◆ The data:
▬▬▬
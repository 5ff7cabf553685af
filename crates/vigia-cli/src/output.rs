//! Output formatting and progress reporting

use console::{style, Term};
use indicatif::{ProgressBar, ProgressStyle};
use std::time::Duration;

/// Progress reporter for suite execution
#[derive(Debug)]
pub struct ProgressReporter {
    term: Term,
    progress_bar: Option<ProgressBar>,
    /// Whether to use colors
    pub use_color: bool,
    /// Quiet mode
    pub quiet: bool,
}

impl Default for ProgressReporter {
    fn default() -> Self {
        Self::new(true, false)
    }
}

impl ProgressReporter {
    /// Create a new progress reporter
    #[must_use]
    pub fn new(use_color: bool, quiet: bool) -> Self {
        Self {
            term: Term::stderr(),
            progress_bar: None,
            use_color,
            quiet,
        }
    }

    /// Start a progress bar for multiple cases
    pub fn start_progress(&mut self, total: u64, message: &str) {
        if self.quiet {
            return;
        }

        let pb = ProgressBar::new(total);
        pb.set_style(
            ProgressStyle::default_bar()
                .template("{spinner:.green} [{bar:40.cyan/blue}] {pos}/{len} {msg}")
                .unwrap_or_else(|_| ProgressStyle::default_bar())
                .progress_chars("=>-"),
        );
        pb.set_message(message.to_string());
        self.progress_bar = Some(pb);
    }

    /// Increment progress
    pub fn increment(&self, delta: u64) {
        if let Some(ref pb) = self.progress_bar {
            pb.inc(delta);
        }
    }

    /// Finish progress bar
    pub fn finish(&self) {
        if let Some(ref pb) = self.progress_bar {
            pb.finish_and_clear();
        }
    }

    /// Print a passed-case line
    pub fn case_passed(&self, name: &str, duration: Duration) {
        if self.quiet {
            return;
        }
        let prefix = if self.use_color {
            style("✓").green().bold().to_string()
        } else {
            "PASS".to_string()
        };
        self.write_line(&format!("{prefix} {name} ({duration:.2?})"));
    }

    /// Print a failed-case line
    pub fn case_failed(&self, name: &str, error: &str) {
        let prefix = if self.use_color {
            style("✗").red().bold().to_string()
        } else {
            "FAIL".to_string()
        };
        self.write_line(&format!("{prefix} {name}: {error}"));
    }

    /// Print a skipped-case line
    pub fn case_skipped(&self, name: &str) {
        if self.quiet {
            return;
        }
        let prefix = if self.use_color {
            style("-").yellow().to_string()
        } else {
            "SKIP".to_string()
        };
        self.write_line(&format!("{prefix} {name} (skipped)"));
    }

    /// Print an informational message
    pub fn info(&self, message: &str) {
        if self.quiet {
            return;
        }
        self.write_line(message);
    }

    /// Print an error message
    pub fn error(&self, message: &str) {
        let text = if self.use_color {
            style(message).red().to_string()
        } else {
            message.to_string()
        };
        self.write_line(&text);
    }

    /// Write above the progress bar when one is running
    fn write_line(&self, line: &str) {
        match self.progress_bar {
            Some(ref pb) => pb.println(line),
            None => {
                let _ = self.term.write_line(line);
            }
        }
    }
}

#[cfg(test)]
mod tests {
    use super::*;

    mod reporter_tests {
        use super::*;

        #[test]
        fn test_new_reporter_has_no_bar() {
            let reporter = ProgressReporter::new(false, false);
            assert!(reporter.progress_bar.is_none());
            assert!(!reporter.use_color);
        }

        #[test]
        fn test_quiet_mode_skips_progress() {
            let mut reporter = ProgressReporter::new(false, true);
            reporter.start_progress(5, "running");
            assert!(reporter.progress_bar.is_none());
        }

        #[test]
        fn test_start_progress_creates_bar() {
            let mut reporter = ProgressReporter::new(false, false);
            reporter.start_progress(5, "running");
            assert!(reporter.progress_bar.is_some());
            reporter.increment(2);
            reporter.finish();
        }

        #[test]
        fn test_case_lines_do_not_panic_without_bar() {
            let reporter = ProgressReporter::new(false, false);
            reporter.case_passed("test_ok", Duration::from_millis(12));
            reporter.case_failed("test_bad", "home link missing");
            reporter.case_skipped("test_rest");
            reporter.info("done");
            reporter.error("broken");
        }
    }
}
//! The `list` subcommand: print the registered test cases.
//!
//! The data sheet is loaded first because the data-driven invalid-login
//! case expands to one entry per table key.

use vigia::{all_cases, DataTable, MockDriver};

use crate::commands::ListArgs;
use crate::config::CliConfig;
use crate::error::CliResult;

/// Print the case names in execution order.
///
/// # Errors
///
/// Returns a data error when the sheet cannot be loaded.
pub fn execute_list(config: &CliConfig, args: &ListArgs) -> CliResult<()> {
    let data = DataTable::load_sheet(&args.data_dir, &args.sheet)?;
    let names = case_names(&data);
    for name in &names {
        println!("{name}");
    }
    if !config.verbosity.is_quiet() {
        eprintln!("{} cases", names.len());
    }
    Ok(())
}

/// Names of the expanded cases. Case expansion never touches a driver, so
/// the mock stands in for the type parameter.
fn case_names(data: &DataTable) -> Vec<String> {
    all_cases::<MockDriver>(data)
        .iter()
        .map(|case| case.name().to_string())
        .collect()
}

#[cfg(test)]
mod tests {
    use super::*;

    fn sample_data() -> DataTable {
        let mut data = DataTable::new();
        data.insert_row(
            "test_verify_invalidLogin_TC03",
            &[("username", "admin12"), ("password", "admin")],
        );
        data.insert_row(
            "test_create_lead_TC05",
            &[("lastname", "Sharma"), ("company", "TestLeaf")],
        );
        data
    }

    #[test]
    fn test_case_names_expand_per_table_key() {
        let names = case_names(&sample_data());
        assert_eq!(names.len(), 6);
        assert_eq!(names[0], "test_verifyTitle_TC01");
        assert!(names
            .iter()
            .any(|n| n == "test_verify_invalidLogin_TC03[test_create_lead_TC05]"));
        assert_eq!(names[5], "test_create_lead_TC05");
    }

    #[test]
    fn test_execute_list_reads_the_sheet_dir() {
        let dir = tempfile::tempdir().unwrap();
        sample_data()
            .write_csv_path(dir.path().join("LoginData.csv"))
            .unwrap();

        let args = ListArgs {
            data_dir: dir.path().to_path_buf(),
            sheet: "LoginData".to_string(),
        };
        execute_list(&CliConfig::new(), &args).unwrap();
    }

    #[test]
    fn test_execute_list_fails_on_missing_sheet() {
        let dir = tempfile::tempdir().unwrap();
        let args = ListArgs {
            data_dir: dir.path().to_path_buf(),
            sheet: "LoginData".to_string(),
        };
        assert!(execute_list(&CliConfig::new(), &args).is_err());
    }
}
▬▬▬
◆ Task item:
For this exercise, please output exactly the lines above starting at the line with "let mut data = DataTable::new();" and ending at the line with "assert_eq!(names.len(), 6);", ends included.

◆ Solution for this task:
        let mut data = DataTable::new();
        data.insert_row(
            "test_verify_invalidLogin_TC03",
            &[("username", "admin12"), ("password", "admin")],
        );
        data.insert_row(
            "test_create_lead_TC05",
            &[("lastname", "Sharma"), ("company", "TestLeaf")],
        );
        data
    }

    #[test]
    fn test_case_names_expand_per_table_key() {
        let names = case_names(&sample_data());
        assert_eq!(names.len(), 6);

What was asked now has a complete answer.